I am trying to get the plant as it is by segmenting everything else in the region, but I am unable to pinpoint the boundaries of the colors forming the plant:
It’s a straightforward task that I am using the following code to achieve:
import cv2
import numpy as np
# specify the path to the video
vidcap = cv2.VideoCapture('/home/bla/Desktop/3d_reconst/data/2018/02/22/1/MVI_0590.MOV')
# read the first frame
success,image = vidcap.read()
# so that we know the number of frames
count = 0
# do it for the entire stream, as long as the video plays, success flag is for this purpose
while success:
# switch to HSV color space
hsv = cv2.cvtColor(image, cv2.COLOR_BGR2HSV)
#specify the lower and upper boundaries for the color segmentation
low_brown = np.array([10, 100, 20])
high_brown = np.array([20, 255, 200])
# take the foreground with the specified boundaries
mask = cv2.inRange(hsv, low_brown, high_brown)

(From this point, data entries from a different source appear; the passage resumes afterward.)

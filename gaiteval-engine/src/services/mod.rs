//! HTTP clients for the external collaborators
//!
//! The engine owns no data: sessions come from the session listing API
//! and raw measurements from the result-set storage. These clients are
//! thin typed wrappers; all evaluation logic lives in the engine
//! modules.

pub mod resultset_client;
pub mod session_client;

pub use resultset_client::ResultSetClient;
pub use session_client::SessionApiClient;

use uuid::Uuid;

use gaiteval_common::{CameraAngle, Result, ResultSet, SessionListing};

use crate::history::SessionSource;

/// Production [`SessionSource`] backed by both collaborator clients
pub struct HttpSessionSource {
    pub sessions: SessionApiClient,
    pub results: ResultSetClient,
}

impl HttpSessionSource {
    pub fn new(session_api_base: &str, storage_base: &str) -> Result<Self> {
        Ok(Self {
            sessions: SessionApiClient::new(session_api_base)?,
            results: ResultSetClient::new(storage_base)?,
        })
    }
}

impl SessionSource for HttpSessionSource {
    async fn list_sessions(&self, user_id: Uuid) -> Result<Vec<SessionListing>> {
        self.sessions.list_sessions(user_id).await
    }

    async fn fetch_result_set(&self, session_id: Uuid, angle: CameraAngle) -> Result<ResultSet> {
        self.results.fetch_result_set(session_id, angle).await
    }
}
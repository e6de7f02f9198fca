//! HTTP API handlers for the evaluation service
//!
//! Read-only surface; session creation, uploads, and authentication
//! belong to the external collaborators.

pub mod health;
pub mod history;
pub mod report;

pub use health::health_routes;
pub use history::history_routes;
pub use report::report_routes;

# apply it on the original frame and get its original form
res = cv2.bitwise_and(image,image, mask= mask)
# save frame as JPEG file
cv2.imwrite("frame%d.jpg" % count, res)
success,image = vidcap.read()
print('Frame #:', count)
count += 1
What I fail to find though is the lower and upper boundaries for the plant (assumingly it is brownish tones) I am trying to segment. Is there a convenient way to do that? At the moment the intervals are not doing it right, and I get an output where the plant is not segmented at all.
I am also not sure if I should use blurring before I go for segmentation, my input frames are coming from a .MOV file (uses MPEG4 compression) so there is already blur involved in my images.
Yeah but then the QR code and the cable on the right side would remain as they are not blueish. I thought it would be easier to use one interval for the plant and eliminate everything else, instead of finding 3 intervals (background, qr code, cable).
just “blindly” mask away the QR codes on the side. they’re always there, never near the object. define a rectangle covering them, erase that area in the mask.
don’t get your hopes up. picture is blurry, so you’ll get blue bleeding into the object, or the object getting thinner than it is.
the bluescreen isn’t terribly uniform. the more variation it has, the wider the range you have to select, which may take away from color ranges found in the foreground.
if you’re careful with everything, this blur could be dealt with and turned into grayscale transparency information (rather than a hard binary mask). still, the whole process benefits from high resolution and the object being in focus.
the object, the roots, are illuminated by the bluescreen, which is bad. bluescreen must be far enough away that they throw no light onto the foreground. or very little, which can be “drowned out” by illumination on the foreground/object.
I was able to achieve what I wanted. I applied the HSV range thanks to the HSV color picker code I found here. It basically takes an image and lets you play around with min/max HSV values, and you can see the effects in real-time, which is quite nice. After that, it was masking and inverting. I can also crop this just to process the plant root itself. Possibilities are there.